Page:New Brunswick Magazine Issue 1.djvu/54
It is probable that the Wapanaki nation was founded by a band of Ojibwas who separated from the main tribe, travelled eastward and settled on the western slopes of the Adirondacks, from which they were driven by the Iroquois when those fierce and valorous warriors immigrated thither from the southwest. The Ojibwas retired eastward and the Connecticut river was fixed as the western limit of their territory.
This band of Ojibwas were the progenitors of the large and powerful tribe which the Europeans found in control of the country between the Connecticut and the Piscataquis, including both banks of both rivers. This tribe was known to the early writers as the Nipmuks, though they are sometimes called Pannacooks, from the name of their principal encampment, Pennacook, which was situated where Manchester, N. H., now stands and where resided their head chief Passaconnoway. The Mohegans or Mohicans were of the Wapanaki race, but whether they were recognized as a separate tribe or were under Nipmuk government is not definitely known, though the weight of evidence favor the latter conclusion.
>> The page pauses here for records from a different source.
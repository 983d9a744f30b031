// 该文件是 Furniscan （家具识别） 项目的一部分。
// src/output/console.rs - 控制台输出
//
// 本文件根据 Apache 许可证第 2.0 版（以下简称“许可证”）授权使用；
// 除非遵守该许可证条款，否则您不得使用本文件。
// 您可通过以下网址获取许可证副本：
// http://www.apache.org/licenses/LICENSE-2.0
// 除非适用法律要求或书面同意，根据本许可协议分发的软件均按“原样”提供，
// 不附带任何形式的明示或暗示的保证或条件。
// 有关许可权限与限制的具体条款，请参阅本许可协议。
//
// Copyright (C) 2026 Johann Li <me@qinka.pro>, Wareless Group

use std::error::Error as StdError;
use std::io::{self, Write};
use std::path::Path;
use std::sync::Mutex;

use url::Url;

use crate::{FromUrl, FromUrlWithScheme, output::Render, pipeline::Verdict};

/// 每张图像输出一行，以制表符分隔
///
/// `<来源>\tfurniture=<bool>\tcategory=<类别>`，失败时为 `<来源>\terror=<原因>`。
pub struct ConsoleOutput<W> {
  writer: Mutex<W>,
}

impl ConsoleOutput<io::Stdout> {
  pub fn stdout() -> Self {
    Self::new(io::stdout())
  }
}

impl<W: Write> ConsoleOutput<W> {
  pub fn new(writer: W) -> Self {
    Self {
      writer: Mutex::new(writer),
    }
  }

  pub fn into_inner(self) -> W {
    self
      .writer
      .into_inner()
      .unwrap_or_else(|poisoned| poisoned.into_inner())
  }

  fn write_line(&self, line: std::fmt::Arguments<'_>) -> io::Result<()> {
    let mut writer = self
      .writer
      .lock()
      .map_err(|_| io::Error::other("控制台输出锁已损坏"))?;
    writer.write_fmt(line)?;
    writer.write_all(b"\n")
  }
}

impl FromUrlWithScheme for ConsoleOutput<io::Stdout> {
  const SCHEME: &'static str = "console";
}

impl FromUrl for ConsoleOutput<io::Stdout> {
  type Error = io::Error;

  fn from_url(url: &Url) -> Result<Self, Self::Error> {
    if url.scheme() != Self::SCHEME {
      return Err(io::Error::new(
        io::ErrorKind::InvalidInput,
        format!("URI 方案不匹配: {}", url.scheme()),
      ));
    }
    Ok(Self::stdout())
  }
}

impl<W: Write> Render<Verdict> for ConsoleOutput<W> {
  type Error = io::Error;

  fn render_result(&self, source: &Path, result: &Verdict) -> Result<(), Self::Error> {
    self.write_line(format_args!(
      "{}\tfurniture={}\tcategory={}",
      source.display(),
      result.is_furniture(),
      result.category()
    ))
  }

  fn render_failure(
    &self,
    source: &Path,
    error: &(dyn StdError + 'static),
  ) -> Result<(), Self::Error> {
    self.write_line(format_args!("{}\terror={}", source.display(), error))
  }

  fn finish(&self) -> Result<(), Self::Error> {
    let mut writer = self
      .writer
      .lock()
      .map_err(|_| io::Error::other("控制台输出锁已损坏"))?;
    writer.flush()
  }
}
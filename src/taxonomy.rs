// 该文件是 Furniscan （家具识别） 项目的一部分。
// src/taxonomy.rs - 家具类别表
//
// 本文件根据 Apache 许可证第 2.0 版（以下简称“许可证”）授权使用；
// 除非遵守该许可证条款，否则您不得使用本文件。
// 您可通过以下网址获取许可证副本：
// http://www.apache.org/licenses/LICENSE-2.0
// 除非适用法律要求或书面同意，根据本许可协议分发的软件均按“原样”提供，
// 不附带任何形式的明示或暗示的保证或条件。
// 有关许可权限与限制的具体条款，请参阅本许可协议。
//
// Copyright (C) 2026 Johann Li <me@qinka.pro>, Wareless Group

use std::collections::HashSet;
use std::sync::LazyLock;

/// 被视为家具的类别标签
pub const FURNITURE_LABELS: [&str; 16] = [
  "chair",
  "couch",
  "table",
  "desk",
  "lamp",
  "bed",
  "bench",
  "stool",
  "sofa",
  "furniture",
  "furnishing",
  "cabinet",
  "shelf",
  "cupboard",
  "dresser",
  "drawer",
];

static FURNITURE_TAXONOMY: LazyLock<HashSet<&'static str>> =
  LazyLock::new(|| FURNITURE_LABELS.into_iter().collect());

/// 标签是否属于家具类别（区分大小写，精确匹配）
pub fn is_furniture_label(label: &str) -> bool {
  FURNITURE_TAXONOMY.contains(label)
}

#[cfg(test)]
mod tests {
  use super::*;

  #[test]
  fn every_listed_label_is_furniture() {
    for label in FURNITURE_LABELS {
      assert!(is_furniture_label(label), "{label}");
    }
  }

  #[test]
  fn matching_is_exact() {
    assert!(!is_furniture_label("Couch"));
    assert!(!is_furniture_label("dining table"));
    assert!(!is_furniture_label(""));
    assert!(!is_furniture_label("car"));
  }
}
The other tribes originated thus. First a band wandered off from the Nipmuk country and settled on the Saco, where they eventually organized an independent tribeāthe Sakoki. Later a detachment from the Saco established a separate tribe on the banks of the Androscoggin, and from them sprang directly both the Wawenocks and the Kenebeks. The latter in turn provided the nucleus for the Penobscot tribe, and from the Penobscot camp went the braves who set up their wigwams on the banks of the St. John and became the founders of the people whom we now know as the Maliseets.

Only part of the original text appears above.